Chicago Scarlet Letter by Nathanial Hawthorne: The sins of the characters.
What kind of a business in life,—what mode of glorifying God, or being serviceable to mankind in his day and generation,—may that be?
He finds the establishment to be a run-down place, situated on a rotting wharf in a half-finished building. His fellow workers mostly hold lifetime appointments secured by family connections.
They are elderly and given to telling the same stories repeatedly. The narrator finds them to be generally incompetent and innocuously corrupt.
The narrator spends his days at the customhouse trying to amuse himself because few ships come to Salem anymore.
He then reads the manuscript. It is the work of one Jonathan Pue, who was a customs surveyor a hundred years earlier. The narrator has already mentioned his unease about attempting to make a career out of writing. It will not be factually precise, but he believes that it will be faithful to the spirit and general outline of the original.
While working at the customhouse, surrounded by uninspiring men, the narrator finds himself unable to write.
Although this narrator seems to have much in common with Nathaniel Hawthorne himself—Hawthorne also worked as a customs officer, lost his job due to political changes, and had Puritan ancestors whose legacy he considered both a blessing and a curse—it is important not to conflate the two storytellers.

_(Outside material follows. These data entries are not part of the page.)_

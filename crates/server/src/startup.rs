use std::sync::Arc;

use axum::Router;
use configs::AppConfig;
use migration::MigratorTrait;
use tokio::net::TcpListener;
use tower_http::cors::CorsLayer;
use tracing::info;

use crate::routes;
use crate::state::AppState;
use service::{
    catalog::{CatalogService, SeaOrmCatalogRepository},
    runtime,
};

fn build_cors() -> CorsLayer {
    CorsLayer::very_permissive()
}

async fn shutdown_signal() {
    if let Err(e) = tokio::signal::ctrl_c().await {
        tracing::error!(error = %e, "failed to listen for Ctrl+C");
        return;
    }
    info!(event = "shutdown_signal", "received Ctrl+C, draining connections");
}

/// Public entry: connect, migrate, build the app and serve until Ctrl+C
pub async fn run(cfg: AppConfig) -> anyhow::Result<()> {
    runtime::ensure_env(&cfg.media.root).await?;

    // DB connection + schema
    let db = models::db::connect_with_config(&cfg.database).await?;
    migration::Migrator::up(&db, None).await?;

    let repo = Arc::new(SeaOrmCatalogRepository::new(db));
    let state = AppState::new(CatalogService::new(repo), &cfg.media.url_prefix);

    // Build router
    let app: Router = routes::build_router(state, &cfg.media, build_cors());

    // Bind and serve
    let listener = TcpListener::bind(format!("{}:{}", cfg.server.host, cfg.server.port)).await?;
    let addr = listener.local_addr()?;
    info!(%addr, media_root = %cfg.media.root, "starting portfolio catalog");
    axum::serve(listener, app)
        .with_graceful_shutdown(shutdown_signal())
        .await?;
    info!("server stopped");
    Ok(())
}
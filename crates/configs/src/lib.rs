use anyhow::Result;
use serde::Deserialize;
use anyhow::anyhow;

#[derive(Debug, Clone, Deserialize, Default)]
pub struct AppConfig {
    #[serde(default)]
    pub server: ServerConfig,
    #[serde(default)]
    pub database: DatabaseConfig,
    #[serde(default)]
    pub media: MediaConfig,
    #[serde(default)]
    pub logging: LoggingConfig,
}

#[derive(Debug, Clone, Deserialize)]
pub struct ServerConfig {
    pub host: String,
    pub port: u16,
    #[serde(default)]
    pub worker_threads: Option<usize>,
}

impl Default for ServerConfig {
    fn default() -> Self {
        Self { host: "127.0.0.1".into(), port: 8000, worker_threads: Some(4) }
    }
}

#[derive(Debug, Clone, Deserialize)]
pub struct DatabaseConfig {
    #[serde(default)]
    pub url: String,
    #[serde(default = "default_max_connections")]
    pub max_connections: u32,
    #[serde(default = "default_min_connections")]
    pub min_connections: u32,
    #[serde(default = "default_connect_timeout")]
    pub connect_timeout_secs: u64,
    #[serde(default = "default_idle_timeout")]
    pub idle_timeout_secs: u64,
    #[serde(default = "default_max_lifetime")]
    pub max_lifetime_secs: u64,
    #[serde(default = "default_acquire_timeout")]
    pub acquire_timeout_secs: u64,
    #[serde(default)]
    pub sqlx_logging: bool,
}

impl Default for DatabaseConfig {
    fn default() -> Self {
        Self {
            url: String::new(),
            max_connections: default_max_connections(),
            min_connections: default_min_connections(),
            connect_timeout_secs: default_connect_timeout(),
            idle_timeout_secs: default_idle_timeout(),
            max_lifetime_secs: default_max_lifetime(),
            acquire_timeout_secs: default_acquire_timeout(),
            sqlx_logging: false,
        }
    }
}

fn default_max_connections() -> u32 { 10 }
fn default_min_connections() -> u32 { 2 }
fn default_connect_timeout() -> u64 { 30 }
fn default_idle_timeout() -> u64 { 600 }
fn default_max_lifetime() -> u64 { 3600 }
fn default_acquire_timeout() -> u64 { 30 }

/// Where uploaded images live on disk and the URL prefix they are served under.
#[derive(Debug, Clone, Deserialize)]
pub struct MediaConfig {
    #[serde(default = "default_media_root")]
    pub root: String,
    #[serde(default = "default_media_url_prefix")]
    pub url_prefix: String,
}

impl Default for MediaConfig {
    fn default() -> Self {
        Self { root: default_media_root(), url_prefix: default_media_url_prefix() }
    }
}

fn default_media_root() -> String { "media".into() }
fn default_media_url_prefix() -> String { "/media/".into() }

#[derive(Debug, Clone, Copy, Deserialize, Default, PartialEq, Eq)]
#[serde(rename_all = "lowercase")]
pub enum LogFormat {
    #[default]
    Compact,
    Json,
}

#[derive(Debug, Clone, Deserialize, Default)]
pub struct LoggingConfig {
    #[serde(default)]
    pub format: LogFormat,
}

pub fn load_default() -> Result<AppConfig> {
    let path = std::env::var("CONFIG_PATH").unwrap_or_else(|_| "config.toml".to_string());
    load_from_file(&path)
}

pub fn load_from_file(path: &str) -> Result<AppConfig> {
    let content = std::fs::read_to_string(path)?;
    load_from_str(&content)
}

pub fn load_from_str(content: &str) -> Result<AppConfig> {
    let cfg: AppConfig = toml::from_str(content)?;
    Ok(cfg)
}

impl AppConfig {
    pub fn load_and_validate() -> Result<Self> {
        let mut cfg = load_default()?;
        cfg.normalize_and_validate()?;
        Ok(cfg)
    }

    /// Config file if present, otherwise defaults filled from `SERVER_HOST`,
    /// `SERVER_PORT` and `DATABASE_URL`.
    pub fn load_or_env() -> Result<Self> {
        let mut cfg = match load_default() {
            Ok(cfg) => cfg,
            Err(_) => {
                let mut cfg = AppConfig::default();
                if let Ok(host) = std::env::var("SERVER_HOST") {
                    cfg.server.host = host;
                }
                if let Some(port) = std::env::var("SERVER_PORT").ok().and_then(|p| p.parse::<u16>().ok()) {
                    cfg.server.port = port;
                }
                cfg
            }
        };
        cfg.normalize_and_validate()?;
        Ok(cfg)
    }

    pub fn normalize_and_validate(&mut self) -> Result<()> {
        self.server.normalize()?;
        self.database.normalize_from_env();
        self.database.validate()?;
        self.media.validate()?;
        Ok(())
    }
}

impl ServerConfig {
    fn normalize(&mut self) -> Result<()> {
        if self.host.trim().is_empty() {
            self.host = "127.0.0.1".to_string();
        }
        if self.port == 0 {
            return Err(anyhow!("server.port must be within 1..=65535"));
        }
        match self.worker_threads {
            Some(0) | None => self.worker_threads = Some(4),
            Some(_) => {}
        }
        Ok(())
    }
}

impl DatabaseConfig {
    pub fn normalize_from_env(&mut self) {
        // fall back to DATABASE_URL when the file leaves it blank
        if self.url.trim().is_empty() {
            if let Ok(url) = std::env::var("DATABASE_URL") {
                self.url = url;
            }
        }
    }

    pub fn validate(&self) -> Result<()> {
        if self.url.trim().is_empty() {
            return Err(anyhow!("database.url is empty; set it in config.toml or DATABASE_URL"));
        }
        let lower = self.url.to_lowercase();
        if !(lower.starts_with("postgresql://") || lower.starts_with("postgres://") || lower.starts_with("sqlite:")) {
            return Err(anyhow!("database.url must start with postgres://, postgresql:// or sqlite:"));
        }
        if self.min_connections == 0 {
            return Err(anyhow!("database.min_connections must be >= 1"));
        }
        if self.max_connections < self.min_connections {
            return Err(anyhow!("database.max_connections must be >= min_connections"));
        }
        if self.connect_timeout_secs == 0 || self.acquire_timeout_secs == 0 {
            return Err(anyhow!("database timeouts must be positive seconds"));
        }
        Ok(())
    }
}

impl MediaConfig {
    pub fn validate(&self) -> Result<()> {
        if self.url_prefix.len() < 2 || !(self.url_prefix.starts_with('/') && self.url_prefix.ends_with('/')) {
            return Err(anyhow!("media.url_prefix must look like /name/"));
        }
        if self.root.trim().is_empty() {
            return Err(anyhow!("media.root is empty"));
        }
        Ok(())
    }
}

#[cfg(test)]
mod tests {
    use super::*;

    #[test]
    fn parses_full_file() {
        let cfg = load_from_str(
            r#"
            [server]
            host = "0.0.0.0"
            port = 9000

            [database]
            url = "postgres://u:p@localhost/catalog"
            max_connections = 8

            [media]
            root = "/srv/media"
            url_prefix = "/uploads/"

            [logging]
            format = "json"
            "#,
        )
        .unwrap();
        assert_eq!(cfg.server.port, 9000);
        assert_eq!(cfg.database.max_connections, 8);
        assert_eq!(cfg.database.min_connections, 2);
        assert_eq!(cfg.media.url_prefix, "/uploads/");
        assert_eq!(cfg.logging.format, LogFormat::Json);
    }

    #[test]
    fn missing_sections_take_defaults() {
        let cfg = load_from_str("").unwrap();
        assert_eq!(cfg.server.host, "127.0.0.1");
        assert_eq!(cfg.media.root, "media");
        assert_eq!(cfg.media.url_prefix, "/media/");
        assert_eq!(cfg.logging.format, LogFormat::Compact);
    }

    #[test]
    fn database_validation_rules() {
        let mut db = DatabaseConfig { url: "mysql://x".into(), ..DatabaseConfig::default() };
        assert!(db.validate().is_err());
        db.url = "sqlite::memory:".into();
        assert!(db.validate().is_ok());
        db.min_connections = 5;
        db.max_connections = 2;
        assert!(db.validate().is_err());
    }

    #[test]
    fn media_prefix_needs_slashes() {
        let media = MediaConfig { url_prefix: "media".into(), ..MediaConfig::default() };
        assert!(media.validate().is_err());
        let root_only = MediaConfig { url_prefix: "/".into(), ..MediaConfig::default() };
        assert!(root_only.validate().is_err());
        assert!(MediaConfig::default().validate().is_ok());
    }

    #[test]
    fn zero_worker_threads_normalized() {
        let mut server = ServerConfig { worker_threads: Some(0), ..ServerConfig::default() };
        server.normalize().unwrap();
        assert_eq!(server.worker_threads, Some(4));
    }
}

The narrator is not just a stand-in for Hawthorne; he is carefully constructed to enhance the book aesthetically and philosophically.
Moreover, Hawthorne sets him up to parallel Hester Prynne in significant ways. Like Hester, the narrator spends his days surrounded by people from whom he feels alienated. In his case, it is his relative youth and vitality that separates him from the career customs officers. The narrator points out the connection between Hester and himself when he notes that he will someday be reduced to a name on a custom stamp, much as she has been reduced to a pile of old papers and a scrap of cloth.
First, he feels that his Puritan ancestors would find it frivolous, and indeed he is not able to write until he has been relieved of any real career responsibilities. Second, he knows that his audience will be small, mostly because he is relating events that happened some two hundred years ago.
His time spent in the company of the other customhouse men has taught the narrator that it will be difficult to write in such a way as to make his story accessible to all types of people—particularly to those no longer young at heart. The narrator finds writing therapeutic.What can the seemingly distant and obscure facts of life in colonial New England—a land of Indian wars and witch trials, proto-capitalists and Puritans— possibly have to do with your 21st-century life?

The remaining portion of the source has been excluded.